··· Supplied data

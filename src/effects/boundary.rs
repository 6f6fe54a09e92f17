//! Panic translation at invocation boundaries.
//!
//! Every variant routes user code through these two helpers, so a panic
//! inside a step, a continuation or a predicate becomes an error record on
//! the state the code was given.

use crate::core::{State, StepError};
use futures::FutureExt;
use std::future::Future;
use std::panic::{self, AssertUnwindSafe};

pub(crate) fn catch<T>(state: &State, f: impl FnOnce() -> T) -> Result<T, State> {
    panic::catch_unwind(AssertUnwindSafe(f))
        .map_err(|payload| state.clone().add_error(StepError::from_panic(payload)))
}

pub(crate) async fn catch_async<F>(state: &State, future: F) -> Result<F::Output, State>
where
    F: Future,
{
    AssertUnwindSafe(future)
        .catch_unwind()
        .await
        .map_err(|payload| state.clone().add_error(StepError::from_panic(payload)))
}
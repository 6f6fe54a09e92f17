//! Macros for ergonomic flow composition.

/// Sequence steps without nesting `and_then` closures by hand.
///
/// - `from pat in expr;` binds the value of `expr` for the rest of the block
/// - `expr;` runs `expr` and discards its value
/// - `let pat = expr;` is a plain binding
/// - the last expression is the flow that produces the result
///
/// Works for [`Flow`](crate::effects::Flow) and
/// [`AsyncFlow`](crate::effects::AsyncFlow) alike, since both expose
/// `and_then`. Continuations are `Fn` closures, so values bound earlier and
/// used in later steps must be `Copy` (or cloned into a `let`).
///
/// # Example
///
/// ```
/// use stepwise::config::Settings;
/// use stepwise::effects::{pure, Flow};
/// use stepwise::flow;
/// use stepwise::logging::info;
///
/// let total: Flow<i32> = flow! {
///     from x in pure(20);
///     info("got x");
///     from y in pure(1);
///     let sum = x + y;
///     pure(sum * 2)
/// };
/// assert_eq!(total.run(Settings::default()).value(), Some(&42));
/// ```
#[macro_export]
macro_rules! flow {
    (from $p:pat in $e:expr; $($rest:tt)+) => {
        $e.and_then(move |$p| $crate::flow!($($rest)+))
    };
    (let $p:pat = $e:expr; $($rest:tt)+) => {{
        let $p = $e;
        $crate::flow!($($rest)+)
    }};
    ($e:expr; $($rest:tt)+) => {
        $e.and_then(move |_| $crate::flow!($($rest)+))
    };
    ($e:expr $(;)?) => {
        $e
    };
}
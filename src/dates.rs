use std::{fmt::Display, str::FromStr};

use chrono::{DateTime, Local, NaiveDate, NaiveDateTime, NaiveTime, Utc};
use thiserror::Error;

#[derive(Error, Debug, PartialEq)]
pub enum DateError {
    #[error("Could not parse date {0:?} as {1}")]
    Unparseable(String, DateFormat),
    #[error("Unknown date format {0:?}, expected YMD, DMY or MDY")]
    UnknownFormat(String),
}

/// Field order of user-supplied dates.
#[derive(Debug, Clone, Copy, PartialEq, Eq, Default)]
pub enum DateFormat {
    #[default]
    Ymd,
    Dmy,
    Mdy,
}

impl Display for DateFormat {
    fn fmt(&self, f: &mut std::fmt::Formatter<'_>) -> std::fmt::Result {
        match self {
            DateFormat::Ymd => write!(f, "YMD"),
            DateFormat::Dmy => write!(f, "DMY"),
            DateFormat::Mdy => write!(f, "MDY"),
        }
    }
}

impl FromStr for DateFormat {
    type Err = DateError;

    fn from_str(s: &str) -> Result<Self, Self::Err> {
        match s.to_ascii_uppercase().as_str() {
            "YMD" => Ok(DateFormat::Ymd),
            "DMY" => Ok(DateFormat::Dmy),
            "MDY" => Ok(DateFormat::Mdy),
            _ => Err(DateError::UnknownFormat(s.into())),
        }
    }
}

/// Milliseconds since the epoch for the current instant.
pub fn now_millis() -> i64 {
    Utc::now().timestamp_millis()
}

/// Parses `input` into milliseconds since the epoch.
///
/// Accepts `now`, RFC 3339 timestamps, and dates in `format` order separated
/// by `/`, `-` or `.`, optionally followed by `HH:MM[:SS]` after a space or
/// `T`. Anything without an explicit offset is taken as UTC.
pub fn to_millis(input: &str, format: DateFormat) -> Result<i64, DateError> {
    let input = input.trim();
    if input.eq_ignore_ascii_case("now") {
        return Ok(now_millis());
    }
    if let Ok(dt) = DateTime::parse_from_rfc3339(input) {
        return Ok(dt.timestamp_millis());
    }

    let unparseable = || DateError::Unparseable(input.into(), format);

    let (date_part, time_part) = match input.split_once([' ', 'T']) {
        Some((date, time)) => (date, Some(time.trim())),
        None => (input, None),
    };

    let fields: Vec<&str> = date_part.split(['/', '-', '.']).collect();
    let [a, b, c] = fields.as_slice() else {
        return Err(unparseable());
    };
    let (year, month, day) = match format {
        DateFormat::Ymd => (a, b, c),
        DateFormat::Dmy => (c, b, a),
        DateFormat::Mdy => (c, a, b),
    };
    let year: i32 = year.parse().map_err(|_| unparseable())?;
    let month: u32 = month.parse().map_err(|_| unparseable())?;
    let day: u32 = day.parse().map_err(|_| unparseable())?;
    let date = NaiveDate::from_ymd_opt(year, month, day).ok_or_else(unparseable)?;

    let time = match time_part {
        None => NaiveTime::from_hms_opt(0, 0, 0).ok_or_else(unparseable)?,
        Some(t) => NaiveTime::parse_from_str(t, "%H:%M:%S")
            .or_else(|_| NaiveTime::parse_from_str(t, "%H:%M"))
            .map_err(|_| unparseable())?,
    };

    Ok(NaiveDateTime::new(date, time).and_utc().timestamp_millis())
}

/// Renders a millisecond timestamp as `YYYY-MM-DD HH:MM:SS` (UTC).
pub fn format_millis(ms: i64) -> String {
    DateTime::<Utc>::from_timestamp_millis(ms)
        .map(|dt| dt.format("%Y-%m-%d %H:%M:%S").to_string())
        .unwrap_or_else(|| format!("invalid timestamp {}", ms))
}

/// Stamp used in default output file names, in local time.
pub fn file_stamp(now: DateTime<Local>) -> String {
    now.format("%Y-%m-%d_%H%M%S").to_string()
}

#[cfg(test)]
mod tests {
    use super::*;
    use chrono::TimeZone;

    // 2016-01-01T00:00:00Z
    const JAN_1_2016: i64 = 1_451_606_400_000;
    // 2016-03-02T00:00:00Z
    const MAR_2_2016: i64 = 1_456_876_800_000;

    #[test]
    fn parses_each_field_order() {
        assert_eq!(to_millis("2016/03/02", DateFormat::Ymd), Ok(MAR_2_2016));
        assert_eq!(to_millis("02/03/2016", DateFormat::Dmy), Ok(MAR_2_2016));
        assert_eq!(to_millis("03/02/2016", DateFormat::Mdy), Ok(MAR_2_2016));
    }

    #[test]
    fn accepts_other_separators_and_times() {
        assert_eq!(to_millis("2016-01-01", DateFormat::Ymd), Ok(JAN_1_2016));
        assert_eq!(to_millis("2016.1.1", DateFormat::Ymd), Ok(JAN_1_2016));
        assert_eq!(
            to_millis("2016-01-01 00:05", DateFormat::Ymd),
            Ok(JAN_1_2016 + 5 * 60_000)
        );
        assert_eq!(
            to_millis("2016-01-01T01:00:30", DateFormat::Ymd),
            Ok(JAN_1_2016 + 3_600_000 + 30_000)
        );
    }

    #[test]
    fn accepts_rfc3339_with_offset() {
        assert_eq!(
            to_millis("2016-01-01T02:00:00+02:00", DateFormat::Dmy),
            Ok(JAN_1_2016)
        );
        assert_eq!(to_millis("2016-01-01T00:05:00Z", DateFormat::Ymd), Ok(JAN_1_2016 + 300_000));
    }

    #[test]
    fn now_is_close_to_the_clock() {
        let before = now_millis();
        let parsed = to_millis("now", DateFormat::Ymd).unwrap();
        assert!(parsed >= before && parsed - before < 60_000);
    }

    #[test]
    fn rejects_malformed_dates() {
        for bad in ["", "2016", "2016/13/01", "2016/02/30", "yesterday", "2016/01/01 25:00"] {
            assert!(
                matches!(to_millis(bad, DateFormat::Ymd), Err(DateError::Unparseable(..))),
                "{bad:?} should not parse"
            );
        }
    }

    #[test]
    fn date_format_names() {
        assert_eq!("dmy".parse::<DateFormat>(), Ok(DateFormat::Dmy));
        assert_eq!("MDY".parse::<DateFormat>(), Ok(DateFormat::Mdy));
        assert!("DYM".parse::<DateFormat>().is_err());
        assert_eq!(DateFormat::default(), DateFormat::Ymd);
    }

    #[test]
    fn formats_timestamps() {
        assert_eq!(format_millis(JAN_1_2016 + 59_999), "2016-01-01 00:00:59");
        let local = Local.with_ymd_and_hms(2024, 5, 6, 7, 8, 9).unwrap();
        assert_eq!(file_stamp(local), "2024-05-06_070809");
    }
}
use serde::{
    Deserialize, Deserializer,
    de::{self, IgnoredAny, SeqAccess, Visitor},
};
use std::fmt;

use crate::model::Candle;

/// Error payload Binance sends with non-2xx responses.
#[derive(Deserialize, Debug)]
pub struct ApiError {
    pub code: i64,
    pub msg: String,
}

#[derive(Deserialize, Debug)]
#[serde(rename_all = "camelCase")]
pub struct ExchangeInfo {
    pub server_time: i64,
    pub rate_limits: Vec<RateLimit>,
}

#[derive(Deserialize, Debug, Clone, PartialEq)]
#[serde(rename_all = "camelCase")]
pub struct RateLimit {
    pub rate_limit_type: String, // REQUEST_WEIGHT, RAW_REQUESTS, ORDERS.
    pub interval: String,        // SECOND, MINUTE, HOUR, DAY.
    pub interval_num: u32,
    pub limit: u32,
}

/// One kline row. Binance sends these as positional arrays:
///
/// `[open_time, open, high, low, close, volume, close_time, quote_volume,
///   trade_count, taker_buy_base, taker_buy_quote, ignore]`
///
/// with prices and volumes as decimal strings.
#[derive(Debug)]
pub struct KlineRow(pub Candle);

impl<'de> Deserialize<'de> for KlineRow {
    fn deserialize<D>(deserializer: D) -> Result<Self, D::Error>
    where
        D: Deserializer<'de>,
    {
        struct KlineVisitor;

        fn next<'de, T, A>(
            seq: &mut A,
            index: usize,
            visitor: &KlineVisitor,
        ) -> Result<T, A::Error>
        where
            T: Deserialize<'de>,
            A: SeqAccess<'de>,
        {
            seq.next_element()?
                .ok_or_else(|| de::Error::invalid_length(index, visitor))
        }

        fn decimal<'de, A>(
            seq: &mut A,
            index: usize,
            visitor: &KlineVisitor,
        ) -> Result<f64, A::Error>
        where
            A: SeqAccess<'de>,
        {
            let raw: String = next(seq, index, visitor)?;
            raw.parse()
                .map_err(|e| de::Error::custom(format!("field {} ({:?}): {}", index, raw, e)))
        }

        impl<'de> Visitor<'de> for KlineVisitor {
            type Value = KlineRow;

            fn expecting(&self, formatter: &mut fmt::Formatter) -> fmt::Result {
                formatter.write_str("a kline array of at least 11 values")
            }

            fn visit_seq<A>(self, mut seq: A) -> Result<KlineRow, A::Error>
            where
                A: SeqAccess<'de>,
            {
                let open_time = next(&mut seq, 0, &self)?;
                let open = decimal(&mut seq, 1, &self)?;
                let high = decimal(&mut seq, 2, &self)?;
                let low = decimal(&mut seq, 3, &self)?;
                let close = decimal(&mut seq, 4, &self)?;
                let volume = decimal(&mut seq, 5, &self)?;
                let close_time = next(&mut seq, 6, &self)?;
                let quote_asset_volume = decimal(&mut seq, 7, &self)?;
                let number_of_trades = next(&mut seq, 8, &self)?;
                let taker_buy_base_volume = decimal(&mut seq, 9, &self)?;
                let taker_buy_quote_volume = decimal(&mut seq, 10, &self)?;

                // "ignore" and anything appended later.
                while seq.next_element::<IgnoredAny>()?.is_some() {}

                Ok(KlineRow(Candle {
                    open_time,
                    open,
                    high,
                    low,
                    close,
                    volume,
                    close_time,
                    quote_asset_volume,
                    number_of_trades,
                    taker_buy_base_volume,
                    taker_buy_quote_volume,
                }))
            }
        }

        deserializer.deserialize_seq(KlineVisitor)
    }
}

#[cfg(test)]
mod tests {
    use super::*;

    #[test]
    fn decodes_kline_row() {
        let json = r#"[
            1499040000000,
            "0.01634790",
            "0.80000000",
            "0.01575800",
            "0.01577100",
            "148976.11427815",
            1499644799999,
            "2434.19055334",
            308,
            "1756.87402397",
            "28.46694368",
            "0"
        ]"#;

        let KlineRow(candle) = serde_json::from_str(json).unwrap();

        assert_eq!(candle.open_time, 1499040000000);
        assert_eq!(candle.close_time, 1499644799999);
        assert!((candle.open - 0.0163479).abs() < 1e-12);
        assert!((candle.high - 0.8).abs() < 1e-12);
        assert!((candle.volume - 148976.11427815).abs() < 1e-9);
        assert_eq!(candle.number_of_trades, 308);
        assert!((candle.taker_buy_quote_volume - 28.46694368).abs() < 1e-9);
    }

    #[test]
    fn rejects_short_row() {
        let json = r#"[1499040000000, "0.1", "0.2"]"#;
        let err = serde_json::from_str::<KlineRow>(json).unwrap_err();
        assert!(err.to_string().contains("invalid length 3"));
    }

    #[test]
    fn rejects_non_numeric_price() {
        let json = r#"[0,"abc","1","1","1","1",59999,"1",1,"1","1","0"]"#;
        assert!(serde_json::from_str::<KlineRow>(json).is_err());
    }

    #[test]
    fn decodes_exchange_info_rate_limits() {
        let json = r#"{
            "timezone": "UTC",
            "serverTime": 1565246363776,
            "rateLimits": [
                {"rateLimitType": "REQUEST_WEIGHT", "interval": "MINUTE", "intervalNum": 1, "limit": 6000},
                {"rateLimitType": "ORDERS", "interval": "SECOND", "intervalNum": 10, "limit": 100}
            ],
            "symbols": []
        }"#;

        let info: ExchangeInfo = serde_json::from_str(json).unwrap();
        assert_eq!(info.server_time, 1565246363776);
        assert_eq!(info.rate_limits.len(), 2);
        assert_eq!(info.rate_limits[0].rate_limit_type, "REQUEST_WEIGHT");
        assert_eq!(info.rate_limits[1].interval_num, 10);
    }
}
use std::{future::Future, time::Duration};

use tokio::time::sleep;

use super::client::RequestError;

/// Exponential backoff settings for transient request failures.
#[derive(Debug, Clone, PartialEq)]
pub struct RetryPolicy {
    pub initial_backoff: Duration,
    pub max_backoff: Duration,
    pub multiplier: u32,
    pub max_retries: u32, // Extra attempts after the first. 0 disables retrying.
}

impl Default for RetryPolicy {
    fn default() -> Self {
        Self {
            initial_backoff: Duration::from_millis(500),
            max_backoff: Duration::from_secs(30),
            multiplier: 2,
            max_retries: 0,
        }
    }
}

/// Calls `operation` until it succeeds, fails with an error `should_retry`
/// rejects, or `policy.max_retries` extra attempts are used up. The error of
/// the last attempt is returned.
pub async fn retry_with_backoff<F, Fut, T, E>(
    policy: &RetryPolicy,
    should_retry: impl Fn(&E) -> bool,
    mut operation: F,
) -> Result<T, E>
where
    F: FnMut() -> Fut,
    Fut: Future<Output = Result<T, E>>,
{
    let attempts = policy.max_retries.saturating_add(1);
    let mut backoff = policy.initial_backoff;
    let mut attempt = 1;

    loop {
        let err = match operation().await {
            Ok(value) => return Ok(value),
            Err(err) => err,
        };
        if attempt >= attempts || !should_retry(&err) {
            return Err(err);
        }

        log::warn!(
            "attempt {}/{} failed, retrying in {:?}",
            attempt,
            attempts,
            backoff
        );
        sleep(backoff).await;
        backoff = backoff
            .saturating_mul(policy.multiplier)
            .min(policy.max_backoff);
        attempt += 1;
    }
}

/// Transport failures and server-side (5xx) errors are worth another try.
/// Throttling and client errors are not.
pub fn is_transient(error: &RequestError) -> bool {
    match error {
        RequestError::Transport(_) => true,
        RequestError::HttpError(_, status, _) => *status >= 500,
        _ => false,
    }
}
use std::{
    error::Error,
    fmt::Display,
    path::{Path, PathBuf},
    time::Duration,
};

use chrono::Local;

use crate::{
    binance::api_caller::{self, BinanceClient},
    config::Config,
    dates,
    fetcher::{self, FetchError, KlineSource},
    model::{Candle, FetchRequest, Interval, MAX_LIMIT},
    store::csv_file,
};

/// Klines fetched when the range is open on one or both sides.
pub const DEFAULT_COUNT: u32 = 1000;

/// Pause between pages when the exchange's limits cannot be looked up.
pub const FALLBACK_REQUEST_INTERVAL: Duration = Duration::from_millis(200);

type Result<T> = std::result::Result<T, DownloadError>;

#[derive(Debug)]
pub enum DownloadError {
    InvalidRange(String),
    FetchFailed(FetchError),
    CouldNotWrite(PathBuf, csv::Error),
}

impl Display for DownloadError {
    fn fmt(&self, f: &mut std::fmt::Formatter<'_>) -> std::fmt::Result {
        match self {
            DownloadError::InvalidRange(msg) => write!(f, "invalid range: {}", msg),
            DownloadError::FetchFailed(err) => write!(f, "{}", err),
            DownloadError::CouldNotWrite(path, err) => {
                write!(f, "could not write {}: {}", path.display(), err)
            }
        }
    }
}

impl Error for DownloadError {}

impl From<FetchError> for DownloadError {
    fn from(value: FetchError) -> Self {
        Self::FetchFailed(value)
    }
}

/// What the user asked for on the command line, dates already parsed.
#[derive(Debug, Clone)]
pub struct DownloadOptions {
    pub symbol: String,
    pub interval: Interval,
    pub start: Option<i64>,
    pub end: Option<i64>,
    pub count: Option<u32>,
    pub limit: u32,
    pub output: Option<PathBuf>,
}

/// Caps the per-call limit at what the exchange accepts.
pub fn clamp_limit(limit: u32) -> u32 {
    if limit > MAX_LIMIT {
        log::warn!("Clamping kline request limit {} to {}", limit, MAX_LIMIT);
        MAX_LIMIT
    } else {
        limit
    }
}

/// Fills in a missing start and/or end. The end never lies past `now`.
///
/// - start and end: used as given (`count` is ignored)
/// - start only: `count` klines from start, or up to `now` without a count
/// - end only: `count` klines (default 1000) up to end
/// - neither: the most recent `count` klines (default 1000)
pub fn resolve_range(
    start: Option<i64>,
    end: Option<i64>,
    count: Option<u32>,
    interval: Interval,
    now: i64,
) -> Result<(i64, i64)> {
    let back = |end: i64| {
        let n = count.unwrap_or(DEFAULT_COUNT);
        interval
            .offset(end, -i64::from(n))
            .ok_or_else(|| DownloadError::InvalidRange(format!("{} klines before {}", n, end)))
    };

    let range = match (start, end) {
        (Some(start), Some(end)) => {
            if count.is_some() {
                log::info!("Found start and end date, ignoring count");
            }
            (start, end)
        }
        (Some(start), None) => match count {
            Some(n) => {
                log::info!("Found start date and count, fetching max of {} klines", n);
                let end = interval.offset(start, i64::from(n)).ok_or_else(|| {
                    DownloadError::InvalidRange(format!("{} klines after {}", n, start))
                })?;
                (start, end)
            }
            None => {
                log::info!("Found start date but no end date or count, fetching to now");
                (start, now)
            }
        },
        (None, Some(end)) => {
            log::info!("Found end date, fetching klines up to it");
            (back(end)?, end)
        }
        (None, None) => {
            log::info!("No start or end date, fetching most recent klines");
            (back(now)?, now)
        }
    };

    let range = if range.1 > now {
        log::debug!("end {} is in the future, stopping at now", range.1);
        (range.0, now)
    } else {
        range
    };

    if range.0 >= range.1 {
        return Err(DownloadError::InvalidRange(format!(
            "start {} is not before end {}",
            dates::format_millis(range.0),
            dates::format_millis(range.1)
        )));
    }
    Ok(range)
}

/// Spacing between page requests: the configured value, else derived from
/// the exchange's published request limits, else a fixed fallback.
pub async fn request_pacing(client: &BinanceClient, config: &Config, symbol: &str) -> Duration {
    if let Some(interval) = config.request_interval {
        return interval;
    }
    match client.exchange_info(symbol).await {
        Ok(info) => {
            api_caller::min_request_interval(&info.rate_limits, api_caller::KLINES_WEIGHT)
                .unwrap_or(FALLBACK_REQUEST_INTERVAL)
        }
        Err(err) => {
            log::warn!(
                "Could not read exchange rate limits ({}), pausing {:?} between requests",
                err,
                FALLBACK_REQUEST_INTERVAL
            );
            FALLBACK_REQUEST_INTERVAL
        }
    }
}

/// Fetches the whole range, then writes it. Nothing is written on failure.
pub async fn fetch_and_save<S: KlineSource>(
    source: &S,
    request: &FetchRequest,
    pacing: Duration,
    path: &Path,
) -> Result<Vec<Candle>> {
    let candles = fetcher::fetch_range(source, request, pacing).await?;

    csv_file::save(path, &candles)
        .map_err(|err| DownloadError::CouldNotWrite(path.to_path_buf(), err))?;

    log::info!("Wrote {} klines to {}", candles.len(), path.display());
    Ok(candles)
}

/// Runs one CLI download against Binance and returns the written file path.
pub async fn download(options: DownloadOptions, config: &Config) -> Result<PathBuf> {
    let now = dates::now_millis();
    let (start, end) = resolve_range(
        options.start,
        options.end,
        options.count,
        options.interval,
        now,
    )?;

    let request = FetchRequest {
        symbol: options.symbol,
        interval: options.interval,
        start,
        end,
        limit: clamp_limit(options.limit),
    };
    request.validate()?;

    let path = options.output.unwrap_or_else(|| {
        PathBuf::from(csv_file::default_file_name(
            Local::now(),
            &request.symbol,
            request.interval,
        ))
    });

    let client = BinanceClient::new(config);
    let pacing = request_pacing(&client, config, &request.symbol).await;
    log::debug!("pausing {:?} between requests", pacing);

    fetch_and_save(&client, &request, pacing, &path).await?;
    Ok(path)
}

······

● What the task requires
For the lines above, output exactly those from the line containing "(None, Some(end)) =>" through the line containing "if let Some(interval)", and skip the others.

● Result of the exercise
        (None, Some(end)) => {
            log::info!("Found end date, fetching klines up to it");
            (back(end)?, end)
        }
        (None, None) => {
            log::info!("No start or end date, fetching most recent klines");
            (back(now)?, now)
        }
    };

    let range = if range.1 > now {
        log::debug!("end {} is in the future, stopping at now", range.1);
        (range.0, now)
    } else {
        range
    };

    if range.0 >= range.1 {
        return Err(DownloadError::InvalidRange(format!(
            "start {} is not before end {}",
            dates::format_millis(range.0),
            dates::format_millis(range.1)
        )));
    }
    Ok(range)
}

/// Spacing between page requests: the configured value, else derived from
/// the exchange's published request limits, else a fixed fallback.
pub async fn request_pacing(client: &BinanceClient, config: &Config, symbol: &str) -> Duration {
    if let Some(interval) = config.request_interval {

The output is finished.